Re: StartupItems
Re: StartupItems
- Subject: Re: StartupItems
- From: John Siracusa <email@hidden>
- Date: Mon, 22 May 2006 20:18:46 -0400
- Thread-topic: StartupItems
On 5/22/06, Peter Seebach <email@hidden> wrote:
> My objection here is not to the basic idea of the launchd model for many
> things; I think it is hands down the best way I've seen to handle inetd/cron
> jobs or their equivalents. I just think it's doing an awful job of replacing
> rc.d/startupitems. It's good for on-demand launches; it's not doing nearly
> as good a job of startup. [...]
>
> Philosophically, it's wrong about startup. It CREATES the need for daemons
> to do their own dependency checking, and requires everyone to duplicate
> all the code to handle this, add new mechanisms, and so on. It INCREASES
> code duplication.
Try looking at it from another perspective: it moves knowledge out of
your brain and into the code. Sure, maybe you know from experience
(or from R-ing TFM) exactly when each item has to start with respect
to all the others on your system(s) in your environment(s), but that's
among the most fragile systems possible. "Have someone who knows what
they're doing set it up." Or, "Copy this setup created at some point
in the past by someone who knew what they were doing."
IME, this leads to the "cutting the ends off the roast"[1] phenomenon
in the long run--if you're lucky! If you're unlucky, the "smart"

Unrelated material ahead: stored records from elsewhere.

//! Multipart form extractor shared by the image-bearing endpoints

use axum::{
    async_trait,
    extract::{FromRequest, Multipart, Request},
};
use serde::de::DeserializeOwned;
use std::collections::HashMap;

use super::storage::UploadedFile;
use crate::errors::{AppError, AppResult};
use crate::utils;

/// Parsed multipart body: text parts by name, file parts by name
///
/// File parts with no content are treated as absent, which is what browsers
/// send for an untouched `<input type="file">`. The typed accessors treat
/// blank text parts as absent too; [`UploadForm::raw_text`] does not.
#[derive(Debug, Default)]
pub struct UploadForm {
    fields: HashMap<String, String>,
    files: HashMap<String, UploadedFile>,
}

#[async_trait]
impl<S> FromRequest<S> for UploadForm
where
    S: Send + Sync,
{
    type Rejection = AppError;

    async fn from_request(req: Request, state: &S) -> Result<Self, Self::Rejection> {
        let mut multipart = Multipart::from_request(req, state)
            .await
            .map_err(|e| AppError::validation(e.body_text()))?;

        let mut form = UploadForm::default();
        while let Some(field) = multipart
            .next_field()
            .await
            .map_err(|e| AppError::validation(format!("Invalid multipart body: {}", e)))?
        {
            let Some(name) = field.name().map(str::to_string) else {
                continue;
            };
            let file_name = field.file_name().map(str::to_string);
            let content_type = field.content_type().map(str::to_string);
            let data = field
                .bytes()
                .await
                .map_err(|e| AppError::validation(format!("Failed to read '{}': {}", name, e)))?;

            if file_name.is_some() {
                if !data.is_empty() {
                    form.files.insert(
                        name,
                        UploadedFile {
                            file_name,
                            content_type,
                            data,
                        },
                    );
                }
            } else {
                let value = String::from_utf8(data.to_vec())
                    .map_err(|_| AppError::validation(format!("{} must be UTF-8 text", name)))?;
                form.fields.insert(name, value);
            }
        }

        Ok(form)
    }
}

impl UploadForm {
    /// Text value of `name`, if present and not blank
    pub fn text(&self, name: &str) -> Option<&str> {
        self.fields
            .get(name)
            .map(String::as_str)
            .filter(|v| !v.trim().is_empty())
    }

    /// Text value of `name` exactly as submitted, blank included
    pub fn raw_text(&self, name: &str) -> Option<&str> {
        self.fields.get(name).map(String::as_str)
    }

    pub fn text_owned(&self, name: &str) -> Option<String> {
        self.text(name).map(str::to_string)
    }

    pub fn required_text(&self, name: &str) -> AppResult<String> {
        self.text_owned(name)
            .ok_or_else(|| AppError::validation(format!("{} is required", name)))
    }

    pub fn bool(&self, name: &str) -> AppResult<Option<bool>> {
        self.text(name)
            .map(|raw| {
                utils::parse_form_bool(raw)
                    .ok_or_else(|| AppError::validation(format!("{} must be true or false", name)))
            })
            .transpose()
    }

    pub fn i64(&self, name: &str) -> AppResult<Option<i64>> {
        self.text(name)
            .map(|raw| {
                raw.trim()
                    .parse::<i64>()
                    .map_err(|_| AppError::validation(format!("{} must be an integer", name)))
            })
            .transpose()
    }

    /// Parse a text part holding JSON
    pub fn json<T: DeserializeOwned>(&self, name: &str) -> AppResult<Option<T>> {
        self.text(name)
            .map(|raw| {
                serde_json::from_str(raw)
                    .map_err(|e| AppError::validation(format!("{} is not valid: {}", name, e)))
            })
            .transpose()
    }

    pub fn file(&self, name: &str) -> Option<&UploadedFile> {
        self.files.get(name)
    }

    pub fn required_file(&self, name: &str) -> AppResult<&UploadedFile> {
        self.file(name)
            .ok_or_else(|| AppError::validation(format!("{} file is required", name)))
    }
}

person wasn't actually that smart or just plain made a mistake (or
three). Either way, the point is that the knowledge about when and
how things should start is stored in a person--among the most
unreliable of storage mediums :)
Yes, you have the working system as an end-product, but little can be
extrapolated from it. The only knowledge stored in the system is that
"these services seem to work when launched in this order and in this
particular environment." When it comes time to add a new service, you
need that person again. And, of course, each system or project or
business or whatever needs its own smart person.

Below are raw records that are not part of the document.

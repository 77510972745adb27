use anyhow::Result;
use clap::Parser;
use tracing::info;
use tracing_subscriber::{layer::SubscriberExt, util::SubscriberInitExt};

use gamesite_admin::{
    config::Config, database::Database, uploads::UploadStorage, web::WebServer,
};

#[derive(Parser)]
#[command(name = "gamesite-admin")]
#[command(version)]
#[command(about = "Admin content service for a gaming site")]
#[command(long_about = None)]
struct Cli {
    /// Configuration file path
    #[arg(short, long, default_value = "config.toml")]
    config: String,

    /// Listening IP address
    #[arg(short = 'H', long, value_name = "IP")]
    host: Option<String>,

    /// Listening port
    #[arg(short, long, value_name = "PORT")]
    port: Option<u16>,

    /// Database URL (overrides config file)
    #[arg(short = 'd', long, value_name = "URL")]
    database_url: Option<String>,

    /// Log level
    #[arg(short = 'v', long, default_value = "info")]
    log_level: String,
}

#[tokio::main]
async fn main() -> Result<()> {
    let cli = Cli::parse();

    let log_filter = if cli.log_level == "trace" {
        format!("gamesite_admin={},tower_http=trace", cli.log_level)
    } else {
        format!("gamesite_admin={}", cli.log_level)
    };
    tracing_subscriber::registry()
        .with(
            tracing_subscriber::EnvFilter::try_from_default_env()
                .unwrap_or_else(|_| log_filter.into()),
        )
        .with(tracing_subscriber::fmt::layer())
        .init();

    info!("Starting gamesite admin v{}", env!("CARGO_PKG_VERSION"));

    let mut config = Config::load(&cli.config)?;
    info!("Configuration loaded from: {}", cli.config);

    if let Some(host) = cli.host {
        config.web.host = host;
    }
    if let Some(port) = cli.port {
        config.web.port = port;
    }
    if let Some(database_url) = cli.database_url {
        config.database.url = database_url;
    }

    info!("Using database: {}", config.database.url);

    let database = Database::new(&config.database).await?;
    database.migrate().await?;
    info!("Database connection established and migrations applied");

    UploadStorage::new(config.storage.uploads_path.clone())
        .ensure_storage_dir()
        .await?;
    info!("Serving uploads from {}", config.storage.uploads_path.display());

    let web_server = WebServer::new(config, database)?;

    info!(
        "Starting web server on {}:{}",
        web_server.host(),
        web_server.port()
    );
    web_server.serve().await?;

    Ok(())
}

The launchd philosophy, OTOH, is to take all that knowledge and put it
in the programs themselves. Then they just get thrown into the stew
and launchd sorts them out. Need to add another service? If it's
"launchd-ready" then you just add it to the pot.

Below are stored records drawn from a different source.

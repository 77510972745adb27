use rust_embed::RustEmbed;

/// Embedded database migrations
#[derive(RustEmbed)]
#[folder = "migrations/"]
#[prefix = "migrations/"]
pub struct MigrationAssets;

impl MigrationAssets {
    /// Get all migration files in filename order
    pub fn get_migrations() -> Vec<(String, String)> {
        let mut migrations = Vec::new();

        for file_path in Self::iter() {
            if let Some(file) = Self::get(&file_path) {
                let content = String::from_utf8_lossy(&file.data).to_string();
                let name = file_path
                    .strip_prefix("migrations/")
                    .unwrap_or(&file_path)
                    .to_string();
                migrations.push((name, content));
            }
        }

        migrations.sort_by(|a, b| a.0.cmp(&b.0));
        migrations
    }
}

This process of changing code to work well with launchd seems
"decentralized" from the perspective of an experience Unix admin and
coder. But looking at the entire ecosystem, it's actually a
centralizing force, extracting knowledge from experienced people and
condensing it into code form, making it usable by a much wider
audience.
Even better, since all of the experienced people now have one place to
focus their knowledge--the code itself rather than each of their own
individual systems and rc files and what have you--the quality and
robustness of that code will be very good. "Many eyes" and all that
jazz. Then this work is then available to "the masses."
That's the long view, as I see it. Unix has always been way too
conservative in areas like this. Change means risk, but no change
means that nothing will ever get much better. To really improve over
the long term, practices like the careful placement of lines of text
in specially named or numbered files and directories (in one of
several different ways, depending on vendor and distant OS origins in
the 1970s) simply have to give way to more robust systems usable with
less risk by people with less knowledge and experience.[2]
Robust, that is, from the perspective of "the world," not from the
perspective of the fleshy life-form that spent 20 years leaning
exactly where and how to put the ~100 services he's familiar with in
the ~10 different OSes he's familiar with, and who will take that
knowledge to his grave. Put it in the code; it'll live longer and do
more good :)
-John
[1] http://www.snopes.com/weddings/newlywed/secret.asp
[2] "Dumbing-down" you say? Do you know the hex values of all the
instructions supported by your CPU? "Progress," I say.